A Gavoi con Chiaberge e Dondero: “Marconi? Uno Steve Jobs ante litteram”

Arrivare a Gavoi con 30 gradi all’ombra, fa parte dei riti del Festival. Undicesima edizione, e la formula non cambia. Le foto di Daniela Zedda appese alle pareti, il bicchiere di bianco in piazzetta, scrittori, giornalisti, fotografi, addetti ai lavori e volontari che si incontrano tra le mura di pietra del “Santa Rughe” davanti a un piatto di gnocchetti sardi felicitandosi che, anche per quest’anno, saranno tre giorni ad alto tasso di giornalismo e letteratura.

L’undicesima edizione del festival letterario di Gavoi è partita giovedì sera dai giardini di Binzadonnia, con le note di un “Concerto per l’Europa” lanciate dal cuore antico di Barbagia: musicisti olandesi, inglesi, rumeni, polacchi accompagnati dalla voce di pietra dell’autoctona Filomena Campus a mettere in musica la storia del “Parsifal” inebriati dal profumo inebriante dei tigli in fiore.

Tigli che avrebbero incantato anche Wislava Szymborska, poetessa polacca, premio Nobel nel ‘96, cui il festival quest’anno, in occasione del 91mo anniversario della sua nascita, è dedicato. Negli spazi della ex Casa Lai sono esposti i 25 collages realizzati dalla poetessa e spediti ad amici e conoscenti nell’arco della sua vita: delicati cartoncini disegnati, ritagliati, incollati, un lavoro certosino fatto di pazienza e forbici, accompagnati dall’ironia di pensieri e schizzi.

Non solo collages i protagonisti delle belle mostre di Gavoi, ma anche la fotografia abitata da un’idea ossessiva: il filo continuo dell’orizzonte. E’ quella che ha guidato Antonio Rovaldi (allestita sempre nelle sale della ex casa Lai con la collaborazione del Man di Nuoro) epigone emiliano per alcuni versi del sassarese Rumundu, che partito da La Spezia è arrivato a Trieste masticand chilometri e fatica (“assieme a una buona dose di banane”), alla ricerca di un ideale nastro blu a impacchettare l’Italia intera.
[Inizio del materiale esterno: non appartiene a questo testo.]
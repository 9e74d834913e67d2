use async_trait::async_trait;

use crate::types::{RawArticle, SymbolCandidate};
use crate::Result;

/// Primary symbol lookup: free-text company name to exchange symbol
/// candidates.
#[async_trait]
pub trait SymbolSearch: Send + Sync {
    async fn search(&self, query: &str) -> Result<Vec<SymbolCandidate>>;
}

/// Secondary ticker lookup used when the primary search yields nothing.
/// Returns `None` when the name cannot be resolved at all.
#[async_trait]
pub trait TickerFallback: Send + Sync {
    async fn lookup(&self, name: &str) -> Result<Option<String>>;
}

/// News aggregation service: recent English-language articles for a
/// company name, bounded to one page.
#[async_trait]
pub trait NewsSource: Send + Sync {
    async fn latest(&self, company: &str) -> Result<Vec<RawArticle>>;
}

/// Abstractive summarization model. Length bounds are in model tokens;
/// decoding must be deterministic.
#[async_trait]
pub trait SummaryModel: Send + Sync {
    async fn summarize(&self, text: &str, min_length: u32, max_length: u32) -> Result<String>;
}

#[async_trait]
pub trait TranslationService: Send + Sync {
    async fn translate(&self, text: &str, source: &str, target: &str) -> Result<String>;
}

/// Text-to-speech synthesis. Writes the audio artifact and returns its
/// path; when `filename` is `None` a collision-resistant name is generated
/// under the service's artifacts directory.
#[async_trait]
pub trait SpeechService: Send + Sync {
    async fn synthesize(&self, text: &str, lang: &str, filename: Option<&str>) -> Result<String>;
}
use async_trait::async_trait;
use std::sync::Arc;
use tokio::sync::RwLock;

use nb_core::{Briefing, BriefingStore, Result};

/// Insertion-ordered, append-only in-memory store. Lives for the process
/// lifetime; concurrent pipeline runs share it through the lock.
#[derive(Clone, Default)]
pub struct MemoryStore {
    briefings: Arc<RwLock<Vec<Briefing>>>,
}

impl MemoryStore {
    pub fn new() -> Self {
        Self::default()
    }

    pub async fn len(&self) -> usize {
        self.briefings.read().await.len()
    }

    pub async fn is_empty(&self) -> bool {
        self.briefings.read().await.is_empty()
    }
}

#[async_trait]
impl BriefingStore for MemoryStore {
    async fn append(&self, briefing: Briefing) -> Result<()> {
        self.briefings.write().await.push(briefing);
        Ok(())
    }

    async fn query(&self, keyword: &str, min_score: f64, max_score: f64) -> Result<Vec<Briefing>> {
        let keyword = keyword.to_lowercase();
        let briefings = self.briefings.read().await;
        Ok(briefings
            .iter()
            .filter(|b| {
                b.summary.to_lowercase().contains(&keyword)
                    && b.sentiment.score >= min_score
                    && b.sentiment.score <= max_score
            })
            .cloned()
            .collect())
    }

    async fn all(&self) -> Result<Vec<Briefing>> {
        Ok(self.briefings.read().await.clone())
    }
}
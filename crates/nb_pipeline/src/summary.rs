use std::sync::Arc;

use tracing::warn;

use nb_core::SummaryModel;

/// Bodies shorter than this many whitespace-delimited words are returned
/// unchanged, the model is never consulted for them.
pub const MIN_WORDS_FOR_MODEL: usize = 50;
pub const MIN_SUMMARY_LENGTH: u32 = 30;
pub const MAX_SUMMARY_LENGTH: u32 = 100;

pub const NO_SUMMARY: &str = "No summary available.";
pub const SUMMARY_FAILED: &str = "Failed to generate summary.";

/// Summarization policy wrapped around an abstractive model. Always
/// produces a string; model failures degrade to a sentinel instead of
/// propagating.
pub struct Summarizer {
    model: Arc<dyn SummaryModel>,
}

impl Summarizer {
    pub fn new(model: Arc<dyn SummaryModel>) -> Self {
        Self { model }
    }

    pub async fn summarize(&self, text: &str) -> String {
        if text.trim().is_empty() {
            return NO_SUMMARY.to_string();
        }
        if text.split_whitespace().count() < MIN_WORDS_FOR_MODEL {
            return text.to_string();
        }

        match self
            .model
            .summarize(text, MIN_SUMMARY_LENGTH, MAX_SUMMARY_LENGTH)
            .await
        {
            Ok(summary) => summary,
            Err(e) => {
                warn!("summarization failed: {e}");
                SUMMARY_FAILED.to_string()
            }
        }
    }
}
use std::path::{Path, PathBuf};
use std::time::Duration;

use async_trait::async_trait;
use reqwest::Client;
use tracing::debug;
use uuid::Uuid;

use nb_core::{Error, Result, SpeechService};

const DEFAULT_BASE_URL: &str = "https://translate.google.com";
/// Synthesis can be slow for longer summaries.
const REQUEST_TIMEOUT: Duration = Duration::from_secs(30);

/// Text-to-speech through the gTTS endpoint. Audio artifacts are written
/// once under the configured directory and never cleaned up.
pub struct GttsClient {
    client: Client,
    base_url: String,
    audio_dir: PathBuf,
}

impl GttsClient {
    pub fn new(audio_dir: impl Into<PathBuf>) -> Result<Self> {
        let client = Client::builder().timeout(REQUEST_TIMEOUT).build()?;
        Ok(Self {
            client,
            base_url: DEFAULT_BASE_URL.to_string(),
            audio_dir: audio_dir.into(),
        })
    }

    pub fn with_base_url(mut self, base_url: impl Into<String>) -> Self {
        self.base_url = base_url.into();
        self
    }

    pub fn audio_dir(&self) -> &Path {
        &self.audio_dir
    }
}

/// Collision-resistant artifact name for when the caller does not supply
/// one.
fn generated_name() -> String {
    format!("news_summary_{}.mp3", Uuid::new_v4())
}

#[async_trait]
impl SpeechService for GttsClient {
    async fn synthesize(&self, text: &str, lang: &str, filename: Option<&str>) -> Result<String> {
        if text.is_empty() {
            return Err(Error::Speech("nothing to synthesize".to_string()));
        }

        let response = self
            .client
            .get(format!("{}/translate_tts", self.base_url))
            .query(&[
                ("ie", "UTF-8"),
                ("client", "tw-ob"),
                ("tl", lang),
                ("q", text),
            ])
            .send()
            .await?;

        if !response.status().is_success() {
            return Err(Error::Speech(format!(
                "speech synthesis failed with status {}",
                response.status()
            )));
        }

        let bytes = response.bytes().await?;
        let name = filename.map(str::to_string).unwrap_or_else(generated_name);
        let path = self.audio_dir.join(name);

        tokio::fs::create_dir_all(&self.audio_dir).await?;
        tokio::fs::write(&path, &bytes).await?;
        debug!("wrote {} bytes to {}", bytes.len(), path.display());

        Ok(path.to_string_lossy().into_owned())
    }
}
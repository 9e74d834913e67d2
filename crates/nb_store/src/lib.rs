pub mod memory;

pub use memory::MemoryStore;

pub mod prelude {
    pub use crate::MemoryStore;
    pub use nb_core::BriefingStore;
}
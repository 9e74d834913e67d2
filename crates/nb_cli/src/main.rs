use std::sync::Arc;

use clap::Parser;
use tracing::info;

use nb_core::{BriefingStore, CompanyBriefing, Result};
use nb_pipeline::BriefingProcessor;
use nb_providers::{
    FinnhubClient, GoogleTranslateClient, GttsClient, HfSummaryModel, NewsApiClient,
    ProviderConfig, YahooTickerClient,
};
use nb_store::MemoryStore;
use nb_web::AppState;

#[derive(Parser, Debug)]
#[command(author, version, about = "Company news briefings: summarized, scored and spoken", long_about = None)]
struct Cli {
    #[command(subcommand)]
    command: Commands,
}

#[derive(clap::Subcommand, Debug)]
enum Commands {
    /// Fetch and process recent news for a company
    Fetch {
        /// Company name, e.g. "Acme Corp"
        company: String,
    },
    /// Fetch news for a company, then filter the processed briefings
    Search {
        company: String,
        /// Case-insensitive keyword to match against summaries
        keyword: String,
        #[arg(long, default_value_t = -1.0)]
        min_score: f64,
        #[arg(long, default_value_t = 1.0)]
        max_score: f64,
    },
    /// Serve the briefing API over HTTP
    Serve {
        #[arg(long, default_value = "127.0.0.1:8000")]
        addr: String,
    },
}

fn build_processor(
    config: &ProviderConfig,
    store: Arc<dyn BriefingStore>,
) -> Result<BriefingProcessor> {
    Ok(BriefingProcessor::new(
        Arc::new(FinnhubClient::new(config.finnhub_api_key.clone())?),
        Arc::new(YahooTickerClient::new()?),
        Arc::new(NewsApiClient::new(config.news_api_key.clone())?),
        Arc::new(HfSummaryModel::new(config.hf_api_key.clone())?),
        Arc::new(GoogleTranslateClient::new()?),
        Arc::new(GttsClient::new(config.audio_dir.clone())?),
        store,
    ))
}

fn print_briefing(briefing: &CompanyBriefing) {
    if !briefing.company_found {
        println!("⚠️ Could not find a ticker for {}", briefing.company);
        return;
    }
    println!(
        "✅ {} ({})",
        briefing.company,
        briefing.ticker.as_deref().unwrap_or("?")
    );
    if briefing.records.is_empty() {
        println!("⚠️ No news found");
        return;
    }

    for (i, record) in briefing.records.iter().enumerate() {
        println!("\n🔹 Article {}:", i + 1);
        println!("Title: {}", record.title);
        println!("Source: {}", record.source);
        println!("Date: {}", record.published_at);
        if let Some(url) = &record.url {
            println!("URL: {url}");
        }
        println!("📝 Summary: {}", record.summary);
        println!(
            "📊 Sentiment: {} (score: {:.2})",
            record.sentiment.label, record.sentiment.score
        );
        match &record.audio {
            Some(path) => println!("🎙️ Hindi audio: {path}"),
            None => println!("🎙️ Hindi audio: unavailable"),
        }
    }
}

#[tokio::main]
async fn main() -> Result<()> {
    tracing_subscriber::fmt::init();
    let cli = Cli::parse();

    let config = ProviderConfig::from_env()?;
    let store = Arc::new(MemoryStore::new());
    let processor = Arc::new(build_processor(
        &config,
        store.clone() as Arc<dyn BriefingStore>,
    )?);

    match cli.command {
        Commands::Fetch { company } => {
            let briefing = processor.process(&company).await?;
            print_briefing(&briefing);
        }
        Commands::Search {
            company,
            keyword,
            min_score,
            max_score,
        } => {
            let briefing = processor.process(&company).await?;
            if !briefing.company_found {
                println!("⚠️ Could not find a ticker for {company}");
                return Ok(());
            }
            let hits = store.query(&keyword, min_score, max_score).await?;
            println!(
                "🔍 {} of {} briefings match keyword {keyword:?} in [{min_score}, {max_score}]",
                hits.len(),
                briefing.records.len()
            );
            for record in &hits {
                println!(
                    "- {} [{} {:.2}] {}",
                    record.title, record.sentiment.label, record.sentiment.score, record.summary
                );
            }
        }
        Commands::Serve { addr } => {
            let app = nb_web::create_app(AppState {
                processor: processor.clone(),
                audio_dir: config.audio_dir.clone(),
            });
            let listener = tokio::net::TcpListener::bind(&addr).await?;
            info!("🌐 Serving briefings on {addr}");
            axum::serve(listener, app).await?;
        }
    }

    Ok(())
}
Venerdì mattina, ad inaugurare gli incontri “Dal Balcone”, la poetessa e scrittrice oristanese Savina Dolores Massa. “Ho iniziato a scrivere per salvarmi –ha raccontato- perché nella poesia non c’è menzogna. Amo donare le parole e pretendo che i miei lettori facciano lo stesso sforzo che metto nella scrittura. La fioritura che vive costantemente nel mio cervello è una benedizione e una maledizione al tempo stesso. Come il mare che mi circonda: filo spinato e meraviglia. Per questo occorre partire. Almeno con la fantasia”.

Il “Mezzogiorno di fuoco” è toccato infine a due assi del giornalismo e del reportage: Riccardo Chiaberge, penna del Corsera e Mario Dondero, leggenda vivente del fotogiornalismo mondiale. Cittadino del mondo, fotoreporter dal Vietnam all’Africa, Dondero reputa l’isola di Cuba il posto più seducente dove vivere. “Fidel era un’anima buona che ha cercato di cambiare il mondo alla sua maniera –racconta- mi divertivo a chiacchierare con lui di politica e carne chianina…”.

E dalla leggerezza che scolpisce il viso antico di Dondero si è poi passati alla modernità senza tempo di Guglielmo Marconi, protagonista dell’ultimo libro di Chiaberge: “Lo immaginavo come un vecchio trombone, un personaggio da museo, invece ho scoperto uno  Steve Jobs ante litteram. Una cosa è certa: senza di lui oggi non avremmo l’Iphone. Ed io che vivo abbracciato all’Ipad, non so ancora se considerarla una sciagura”.